//! Viewport width → items per view.

use serde::{Deserialize, Serialize};

/// From `min_width` upward, show `items_per_view` items.
#[derive(Debug, Clone, Copy, PartialEq, Eq, Serialize, Deserialize)]
pub struct Breakpoint {
    pub min_width: u32,
    pub items_per_view: usize,
}

/// Breakpoint table, kept sorted by `min_width`.
#[derive(Debug, Clone, PartialEq, Eq)]
pub struct Breakpoints(Vec<Breakpoint>);

impl Breakpoints {
    pub fn new(mut entries: Vec<Breakpoint>) -> Self {
        entries.sort_by_key(|bp| bp.min_width);
        Self(entries)
    }

    /// Items to show at `width`. The widest matching breakpoint wins;
    /// widths below every breakpoint use the narrowest one.
    pub fn items_for_width(&self, width: u32) -> usize {
        self.0
            .iter()
            .rev()
            .find(|bp| bp.min_width <= width)
            .or_else(|| self.0.first())
            .map(|bp| bp.items_per_view.max(1))
            .unwrap_or(1)
    }

    pub fn entries(&self) -> &[Breakpoint] {
        &self.0
    }
}

impl Default for Breakpoints {
    fn default() -> Self {
        Self::new(default_breakpoints())
    }
}

/// `< 640` → 1, `< 1024` → 2, otherwise 3.
pub fn default_breakpoints() -> Vec<Breakpoint> {
    vec![
        Breakpoint {
            min_width: 0,
            items_per_view: 1,
        },
        Breakpoint {
            min_width: 640,
            items_per_view: 2,
        },
        Breakpoint {
            min_width: 1024,
            items_per_view: 3,
        },
    ]
}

____________

• _TRY IT_
Whenever a line includes the word "struct", pull it out of the entries.

• _OUTPUT BELOW_
pub struct Breakpoint {
pub struct Breakpoints(Vec<Breakpoint>);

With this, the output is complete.